The Affordable Care Act will force health insurers to transform their businesses. Regardless of the actions of the new Congress, the ship has left port. In fact, when asked about what factors influenced their decision to participate in new healthcare delivery models, 87.39 percent of our survey respondents said the ACA was the major contributing factor. As we have seen, members are now demanding from insurers the consumer experience they have come to expect from other industries. And, insurers are listening. Survey respondents are planning to participate in or support new models like Pay-for-Performance (72.73 percent), public and private exchanges (72.72 percent), Medicaid expansion (66.94 percent), and Value-Based Benefits (51.24).

Taking the administrative costs out of health care becomes essential. While new mobile apps and EMRs seem to get more than their fair share of attention, removing crippling administrative costs will swiftly move to the forefront of discussion. Tasked with improving care while reducing costs, health insurers will "cut the fat" by making their operations more efficient. For example, respondents to our survey indicated that reducing manual processes and increasing auto-adjudication rates offered the most effective ways to reduce administration costs. Why is this such a problem? Our survey showed more than 82 percent of respondents are currently auto-adjudicating less than 90 percent of their claims, and more than 57 percent are paying more than $6 to manually adjudicate a claim.

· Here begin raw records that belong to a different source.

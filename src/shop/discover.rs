use crate::catalog::{Catalog, Fragrance};
use serde::{Deserialize, Serialize};
use thiserror::Error;

#[derive(Clone, Copy, Deserialize, Serialize, Debug, PartialEq, Eq)]
#[serde(rename_all = "lowercase")]
pub enum SwipeDirection {
    Like,
    Pass,
}

#[derive(Debug, Error, PartialEq, Eq)]
pub enum DiscoverError {
    #[error("The catalog is empty")]
    EmptyCatalog,

    #[error("Nothing to undo")]
    NothingToUndo,
}

#[derive(Serialize, Debug)]
pub struct DiscoverView<'a> {
    pub position: usize,
    pub total: usize,
    pub current: Option<&'a Fragrance>,
    pub liked: Vec<&'a Fragrance>,
    pub passed_count: usize,
}

/// Walks the catalog one fragrance at a time, recording likes and passes.
/// After the last fragrance the deck starts over.
#[derive(Clone, Debug, Default)]
pub struct DiscoverDeck {
    position: usize,
    liked: Vec<String>,
    passed: Vec<String>,
}

impl DiscoverDeck {
    pub fn current<'a>(&self, catalog: &'a Catalog) -> Option<&'a Fragrance> {
        catalog.fragrances().get(self.position)
    }

    fn forget(&mut self, fragrance_id: &str) {
        self.liked.retain(|id| id != fragrance_id);
        self.passed.retain(|id| id != fragrance_id);
    }

    /// Records a decision on the current fragrance and moves to the next one.
    /// A later decision on the same fragrance replaces the earlier one.
    pub fn swipe(&mut self, catalog: &Catalog, direction: SwipeDirection) -> Result<(), DiscoverError> {
        let fragrance_id = self
            .current(catalog)
            .ok_or(DiscoverError::EmptyCatalog)?
            .id
            .clone();
        self.forget(&fragrance_id);
        match direction {
            SwipeDirection::Like => self.liked.push(fragrance_id),
            SwipeDirection::Pass => self.passed.push(fragrance_id),
        }
        self.position = (self.position + 1) % catalog.get_fragrances_count();
        Ok(())
    }

    /// Steps back one fragrance and drops the decision taken on it.
    pub fn undo(&mut self, catalog: &Catalog) -> Result<(), DiscoverError> {
        if self.position == 0 {
            return Err(DiscoverError::NothingToUndo);
        }
        let previous = self.position - 1;
        if let Some(fragrance) = catalog.fragrances().get(previous) {
            let fragrance_id = fragrance.id.clone();
            self.forget(&fragrance_id);
        }
        self.position = previous;
        Ok(())
    }

    /// Back to the first fragrance, likes are kept.
    pub fn restart(&mut self) {
        self.position = 0;
    }

    pub fn view<'a>(&self, catalog: &'a Catalog) -> DiscoverView<'a> {
        DiscoverView {
            position: self.position,
            total: catalog.get_fragrances_count(),
            current: self.current(catalog),
            liked: self
                .liked
                .iter()
                .filter_map(|id| catalog.get_fragrance(id))
                .collect(),
            passed_count: self.passed.len(),
        }
    }
}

The October deadline for ICD-10 compliance will be a non-issue, but the deadline could still be moved. Health insurers, for the most part, have used the delays in ICD-10 compliance to ensure that they are now ICD-10 ready. Some insurers just remediated their existing legacy systems at a huge cost, which puts them in a poor position come the next regulatory requirement. Others used ICD-10 as an opportunity to upgrade their systems to modern technology, ensuring that they were prepared for ICD-10 and any other future regulatory requirements that come down the pike. Either way, our survey respondents said that they were ready, with more than 60 percent of reporting no fiscal impact to their organizations as a result of the delays. However, the expectation remains that continued lobbying and requests for a delay from the provider community could push the ICD-10 deadline to 2015.

Insurers who were on the fence about change in the health plan market are scrambling to catch up to their early-adopter brethren. 2015 will bring tremendous change to the way health insurers think about, and market their health plans, no doubt. While uncertainty and seismic change will continue to preside over thealthcare, insurers will jettison the "wait and see" approach, and try to find a way to make up the distance that competitors have opened, including a year or more of lead-time transforming their organizations to adopt new business models.

Ray Desrochers is executive vice president of HealthEdge.